▸ **Problem details**:
Your answer should be every line of the records that contains the word "inputs", copied as it stands.

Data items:
%%

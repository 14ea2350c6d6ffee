// SPDX-License-Identifier: MIT OR Apache-2.0
//! The event union shared by the bus, the audit log, and the webhook sink.
//!
//! Events are a closed set of variants rather than free-form maps: each
//! message type declares its fields, and the envelope adds the timestamp.

use chrono::{DateTime, Utc};
use serde::{Deserialize, Serialize};
use uuid::Uuid;

/// A timestamped orchestration event.
#[derive(Debug, Clone, PartialEq, Serialize, Deserialize)]
pub struct Event {
    /// When the event was produced.
    pub ts: DateTime<Utc>,
    /// The typed payload.
    #[serde(flatten)]
    pub body: EventBody,
}

impl Event {
    /// Wrap a payload with the current time.
    #[must_use]
    pub fn now(body: EventBody) -> Self {
        Self {
            ts: Utc::now(),
            body,
        }
    }

    /// The run this event concerns, if any.
    #[must_use]
    pub fn run_id(&self) -> Option<Uuid> {
        match &self.body {
            EventBody::RunEnqueued { run_id, .. }
            | EventBody::RunStart { run_id, .. }
            | EventBody::Step { run_id, .. }
            | EventBody::RunDone { run_id, .. } => Some(*run_id),
            _ => None,
        }
    }
}

/// Discriminated union of every event the orchestrator emits.
#[derive(Debug, Clone, PartialEq, Serialize, Deserialize)]
#[serde(tag = "type", rename_all = "snake_case")]
pub enum EventBody {
    /// A run was accepted and placed on the queue.
    RunEnqueued {
        /// Run identifier.
        run_id: Uuid,
        /// Owning tenant.
        tenant: String,
        /// Queue priority at submission.
        prio: u8,
    },
    /// A worker picked the run up and admission accepted it.
    RunStart {
        /// Run identifier.
        run_id: Uuid,
        /// Owning tenant.
        tenant: String,
    },
    /// One task attempt completed.
    Step {
        /// Run identifier.
        run_id: Uuid,
        /// Owning tenant.
        tenant: String,
        /// Task name within the DAG.
        task: String,
        /// Digest of the appended receipt.
        digest: String,
        /// Whether the attempt succeeded.
        ok: bool,
    },
    /// The run reached a terminal state.
    RunDone {
        /// Run identifier.
        run_id: Uuid,
        /// Owning tenant.
        tenant: String,
        /// `true` only for `succeeded`.
        ok: bool,
        /// Final chain head over the run's receipts.
        head: String,
        /// Failure or cancellation reason, when not ok.
        #[serde(skip_serializing_if = "Option::is_none")]
        reason: Option<String>,
    },
    /// A glyph program was compiled (audit trail of the compile surface).
    Glyph {
        /// Digest of the compiled DAG, when compilation succeeded.
        #[serde(skip_serializing_if = "Option::is_none")]
        dag_digest: Option<String>,
        /// Whether the program was accepted.
        ok: bool,
    },
    /// A rollout budget evaluation was performed.
    RolloutEvaluate {
        /// Observed error rate.
        error_rate: f64,
        /// Observed request count.
        requests: u64,
        /// `proceed` or `rollback`.
        verdict: String,
    },
    /// A judge envelope was issued.
    JudgeVerdict {
        /// Manifest hash the envelope is bound to.
        manifest_hash: String,
    },
    /// The keyring rotated an active key.
    KeyRotated {
        /// New active key id.
        key_id: String,
        /// Signing algorithm.
        alg: String,
    },
    /// A webhook delivery attempt finished.
    Webhook {
        /// Whether the sink accepted the payload.
        ok: bool,
    },
    /// A streaming subscriber fell behind and was disconnected.
    SubscriberDropped {
        /// Number of events the subscriber missed before the drop.
        lagged: u64,
    },
}
// SPDX-License-Identifier: MIT OR Apache-2.0
//! Typed tasks, edges, and the workflow DAG.

use crate::canonical::{canonical_json, sha256_hex};
use crate::step::Step;
use serde::{Deserialize, Serialize};
use std::collections::{BTreeMap, VecDeque};

/// Default per-task timeout in milliseconds.
pub const DEFAULT_TIMEOUT_MS: u64 = 90_000;

/// Default linear backoff base in milliseconds.
pub const DEFAULT_BACKOFF_MS: u64 = 500;

/// Errors from DAG construction and traversal.
#[derive(Debug, Clone, PartialEq, Eq, thiserror::Error)]
pub enum DagError {
    /// The edge set contains a cycle.
    #[error("cycle detected in task graph")]
    Cycle,
    /// An edge references a task that is not in the DAG.
    #[error("edge endpoint references unknown task: {name}")]
    UnknownEndpoint {
        /// The missing task name.
        name: String,
    },
    /// A task with this name already exists.
    #[error("duplicate task name: {name}")]
    DuplicateTask {
        /// The colliding task name.
        name: String,
    },
}

/// A single schedulable unit of work.
#[derive(Debug, Clone, PartialEq, Serialize, Deserialize)]
pub struct Task {
    /// Stable name, unique within its DAG.
    pub name: String,
    /// Registered plugin handler that executes this task.
    pub plugin: String,
    /// Opaque inputs handed to the handler.
    #[serde(default)]
    pub inputs: BTreeMap<String, serde_json::Value>,
    /// Wall-clock limit for one attempt, in milliseconds.
    #[serde(default = "default_timeout_ms")]
    pub timeout_ms: u64,
    /// Additional attempts after the first. Zero means exactly one attempt.
    #[serde(default)]
    pub max_retries: u32,
    /// Linear backoff base in milliseconds; attempt `n` waits `n × backoff`.
    #[serde(default = "default_backoff_ms")]
    pub backoff_ms: u64,
}

fn default_timeout_ms() -> u64 {
    DEFAULT_TIMEOUT_MS
}

fn default_backoff_ms() -> u64 {
    DEFAULT_BACKOFF_MS
}

impl Task {
    /// Create a task with default timeout, retry, and backoff settings.
    pub fn new(name: impl Into<String>, plugin: impl Into<String>) -> Self {
        Self {
            name: name.into(),
            plugin: plugin.into(),
            inputs: BTreeMap::new(),
            timeout_ms: DEFAULT_TIMEOUT_MS,
            max_retries: 0,
            backoff_ms: DEFAULT_BACKOFF_MS,
        }
    }

    /// One attempt's timeout as a [`std::time::Duration`].
    #[must_use]
    pub fn timeout(&self) -> std::time::Duration {
        std::time::Duration::from_millis(self.timeout_ms)
    }

    /// Backoff before retry attempt `attempt` (1-based).
    #[must_use]
    pub fn backoff(&self, attempt: u32) -> std::time::Duration {
        std::time::Duration::from_millis(self.backoff_ms.saturating_mul(u64::from(attempt)))
    }
}

/// A directed dependency between two tasks of the same DAG.
#[derive(Debug, Clone, PartialEq, Eq, PartialOrd, Ord, Serialize, Deserialize)]
pub struct Edge {
    /// Upstream task name.
    pub from: String,
    /// Downstream task name.
    pub to: String,
}

impl Edge {
    /// Create an edge `from → to`.
    pub fn new(from: impl Into<String>, to: impl Into<String>) -> Self {
        Self {
            from: from.into(),
            to: to.into(),
        }
    }
}

/// A typed, acyclic task graph.
///
/// Tasks are keyed by name (the map keeps them sorted, which makes the
/// digest canonical); edges reference task names. `meta` carries free-form
/// annotations and is excluded from the digest so annotating a DAG does not
/// change its identity.
#[derive(Debug, Clone, Default, PartialEq, Serialize, Deserialize)]
pub struct Dag {
    /// Tasks keyed by name.
    pub tasks: BTreeMap<String, Task>,
    /// Directed edges between tasks.
    pub edges: Vec<Edge>,
    /// Free-form annotations (not part of the digest).
    #[serde(default)]
    pub meta: BTreeMap<String, serde_json::Value>,
}

impl Dag {
    /// Build the linear DAG for an ordered step sequence.
    ///
    /// Tasks are named `"NN_step"` (zero-padded position) with the step's
    /// built-in plugin; edges connect consecutive steps.
    #[must_use]
    pub fn from_steps(steps: &[Step]) -> Self {
        let mut dag = Dag::default();
        let names: Vec<String> = steps
            .iter()
            .enumerate()
            .map(|(i, s)| format!("{i:02}_{}", s.name()))
            .collect();
        for (name, step) in names.iter().zip(steps) {
            dag.tasks
                .insert(name.clone(), Task::new(name.clone(), step.plugin()));
        }
        for pair in names.windows(2) {
            dag.edges.push(Edge::new(pair[0].clone(), pair[1].clone()));
        }
        dag
    }

    /// Insert a task, rejecting duplicates.
    ///
    /// # Errors
    ///
    /// [`DagError::DuplicateTask`] if a task with the same name exists.
    pub fn insert_task(&mut self, task: Task) -> Result<(), DagError> {
        if self.tasks.contains_key(&task.name) {
            return Err(DagError::DuplicateTask { name: task.name });
        }
        self.tasks.insert(task.name.clone(), task);
        Ok(())
    }

    /// Add an edge, rejecting endpoints that are not tasks of this DAG.
    ///
    /// # Errors
    ///
    /// [`DagError::UnknownEndpoint`] for a missing `from` or `to` task.
    pub fn add_edge(&mut self, edge: Edge) -> Result<(), DagError> {
        for endpoint in [&edge.from, &edge.to] {
            if !self.tasks.contains_key(endpoint) {
                return Err(DagError::UnknownEndpoint {
                    name: endpoint.clone(),
                });
            }
        }
        self.edges.push(edge);
        Ok(())
    }

    /// Stable topological order over task names (Kahn's algorithm).
    ///
    /// Ready tasks are drained in name order, so equal inputs always produce
    /// the same sequence.
    ///
    /// # Errors
    ///
    /// [`DagError::Cycle`] if the edges contain a cycle, or
    /// [`DagError::UnknownEndpoint`] if an edge references a missing task.
    pub fn topo(&self) -> Result<Vec<String>, DagError> {
        let mut indegree: BTreeMap<&str, usize> =
            self.tasks.keys().map(|k| (k.as_str(), 0)).collect();
        let mut children: BTreeMap<&str, Vec<&str>> = BTreeMap::new();
        for e in &self.edges {
            let to = indegree
                .get_mut(e.to.as_str())
                .ok_or_else(|| DagError::UnknownEndpoint { name: e.to.clone() })?;
            *to += 1;
            if !self.tasks.contains_key(&e.from) {
                return Err(DagError::UnknownEndpoint {
                    name: e.from.clone(),
                });
            }
            children.entry(e.from.as_str()).or_default().push(e.to.as_str());
        }

        let mut ready: VecDeque<&str> = indegree
            .iter()
            .filter(|(_, d)| **d == 0)
            .map(|(k, _)| *k)
            .collect();
        let mut out = Vec::with_capacity(self.tasks.len());
        while let Some(name) = ready.pop_front() {
            out.push(name.to_string());
            for child in children.get(name).into_iter().flatten() {
                let d = indegree.get_mut(child).expect("child indexed above");
                *d -= 1;
                if *d == 0 {
                    ready.push_back(child);
                }
            }
        }

        if out.len() != self.tasks.len() {
            return Err(DagError::Cycle);
        }
        Ok(out)
    }

    /// Deterministic identity digest over tasks (sorted by name) and edges
    /// (sorted by `(from, to)`).
    #[must_use]
    pub fn digest(&self) -> String {
        let mut edges = self.edges.clone();
        edges.sort();
        let body = serde_json::json!({
            "tasks": self.tasks,
            "edges": edges,
        });
        let bytes = canonical_json(&body).unwrap_or_default();
        sha256_hex(&bytes)
    }
}

#[cfg(test)]
mod tests {
    use super::*;
    use crate::step::CANONICAL_STEPS;

    #[test]
    fn from_steps_builds_linear_chain() {
        let dag = Dag::from_steps(&CANONICAL_STEPS);
        assert_eq!(dag.tasks.len(), 10);
        assert_eq!(dag.edges.len(), 9);
        assert!(dag.tasks.contains_key("00_verify"));
        assert!(dag.tasks.contains_key("09_continuum"));
        assert_eq!(dag.tasks["03_scan"].plugin, "core.scan");
    }

    #[test]
    fn topo_respects_edges() {
        let dag = Dag::from_steps(&CANONICAL_STEPS);
        let order = dag.topo().unwrap();
        assert_eq!(order.len(), 10);
        for e in &dag.edges {
            let fi = order.iter().position(|n| n == &e.from).unwrap();
            let ti = order.iter().position(|n| n == &e.to).unwrap();
            assert!(fi < ti, "{} must precede {}", e.from, e.to);
        }
    }

    #[test]
    fn topo_detects_cycle() {
        let mut dag = Dag::default();
        dag.insert_task(Task::new("a", "core.verify")).unwrap();
        dag.insert_task(Task::new("b", "core.invoke")).unwrap();
        dag.add_edge(Edge::new("a", "b")).unwrap();
        dag.add_edge(Edge::new("b", "a")).unwrap();
        assert_eq!(dag.topo(), Err(DagError::Cycle));
    }

    #[test]
    fn add_edge_rejects_unknown_endpoint() {
        let mut dag = Dag::default();
        dag.insert_task(Task::new("a", "core.verify")).unwrap();
        let err = dag.add_edge(Edge::new("a", "ghost")).unwrap_err();
        assert_eq!(
            err,
            DagError::UnknownEndpoint {
                name: "ghost".into()
            }
        );
    }

    #[test]
    fn insert_task_rejects_duplicate() {
        let mut dag = Dag::default();
        dag.insert_task(Task::new("a", "core.verify")).unwrap();
        let err = dag.insert_task(Task::new("a", "core.scan")).unwrap_err();
        assert_eq!(err, DagError::DuplicateTask { name: "a".into() });
    }

    #[test]
    fn digest_ignores_meta_and_edge_order() {
        let mut d1 = Dag::from_steps(&CANONICAL_STEPS[..3]);
        let mut d2 = d1.clone();
        d2.edges.reverse();
        d2.meta
            .insert("note".into(), serde_json::json!("annotated"));
        d1.meta.insert("other".into(), serde_json::json!(42));
        assert_eq!(d1.digest(), d2.digest());
    }

    #[test]
    fn digest_changes_with_tasks() {
        let d1 = Dag::from_steps(&CANONICAL_STEPS[..3]);
        let d2 = Dag::from_steps(&CANONICAL_STEPS[..4]);
        assert_ne!(d1.digest(), d2.digest());
    }
}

%%

▸ **Output of the exercise**:
    /// Opaque inputs handed to the handler.
    pub inputs: BTreeMap<String, serde_json::Value>,
            inputs: BTreeMap::new(),
    /// Ready tasks are drained in name order, so equal inputs always produce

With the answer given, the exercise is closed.